Como las de nuestras entrevistadas, a lo largo y ancho de todo el país hay cientos de ollas comunitarias, cuyas principales comandantas son las mujeres paraguayas. Su labor diaria no se queda en la cocina, sino que también se hacen cargo de otros espacios de participación y solidaridad. Son ellas las que preparan la tallarinada cuando hay algún enfermo y las que se ocupan de las rifas, el seguro médico popular nacional.
Carolina Lugo reflexiona sobre la importancia de persistir en la causa: «Sigamos luchando; cada batalla que libramos, cada esfuerzo que hacemos, tarde o temprano tendrá una respuesta. Cuando las cosas se hacen con fe, el resultado positivo llega».

Su pedido lo dirige al presidente. Es claro y directo: que mire hacia las comunidades más vulnerables. «No pedimos lujos ni dinero, solo que aseguren un plato de comida para cada niño y anciano que lo necesita», enfatizó.
«Muchas de nuestras compañeras están agotadas. La lucha es dura, pero seguimos adelante porque hay criaturas que dependen de nosotras», contó Carolina Rojas con pesar, pero con la firme determinación de no detenerse. «Hay días en los que sentimos que no podemos más, pero entonces recordamos por qué hacemos esto y encontramos fuerzas donde pensábamos que no las teníamos», explicó.
«Solo quienes vivimos el día a día sabemos lo que se siente. La necesidad es real, es constante y solo la solidaridad nos mantiene a flote», afirmó Pamela, por su parte. La convicción de que su esfuerzo marca la diferencia le da fuerzas para continuar. «Cuando veo la sonrisa de un niño al recibir su comida, entiendo que todo el sacrificio vale la pena. Pero también me duele saber que sin nosotras, muchos de ellos no tendrían qué comer», dijo.

Kimberli rescata un aspecto esencial de todo este movimiento: la pandemia les recordó el verdadero valor de la solidaridad. «Nos devolvió la conexión con nuestros vecinos, con nuestras comunidades. No debemos perder eso.
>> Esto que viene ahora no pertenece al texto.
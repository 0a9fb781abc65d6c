pub mod auth;
#[cfg(test)]
pub mod test_utils;
pub mod url;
Si dejamos de hacer las ollas populares, no vamos a afectar al Gobierno, sino a nuestras propias familias, a los niños que no tienen qué comer», explicó.
Para ella, el futuro del trabajo comunitario está en garantizar que la ley de comedores y centros comunitarios sea una realidad permanente, con insumos de calidad y en cantidad suficiente. «Cansa, pero es muy bonito, en algún momento vamos a ver sus frutos», aseguró.
La solidaridad, para ellas, no es solo una palabra linda: es una acción diaria, una decisión de vida. Mientras haya una sola persona que necesite un plato de comida, van a seguir, porque convirtieron la generosidad en su bandera.

¿Cómo ayudar?
Las ollas populares reciben donaciones de ropa, juguetes y principalmente insumos. El contacto del comedor Ebenezer es (0984) 209-650, y sus principales necesidades son productos cárnicos, huevos, lácteos y derivados. Con Caacupemí pueden contactarse al (0983) 198-748, con Kimberli Samaniego, y con la olla Aromita, al (0983) 292-775, con Carolina Rojas.

Colecta de útiles
Desde hace tres años, Pamela realiza una colecta solidaria en febrero con el objetivo de conseguir útiles escolares para los chicos de la zona. La propuesta nace de la observación de que personas con mayores recursos económicos suelen utilizar sus útiles escolares solo una vez al año y luego los dejan en perfecto estado para ser reutilizados. “Nos donan cartucheras, mochilas y otras cosas que ya no usan, pero que todavía sirven. A partir de eso, seleccionamos y distribuimos entre los niños que más necesitan”, explicó.
El año pasado, lograron entregar mochilas y cartucheras en excelente estado, equipadas con lápices de colores y otros materiales que aún tenían vida útil. Su número de contacto para recibir estas donaciones es (0984) 846-124.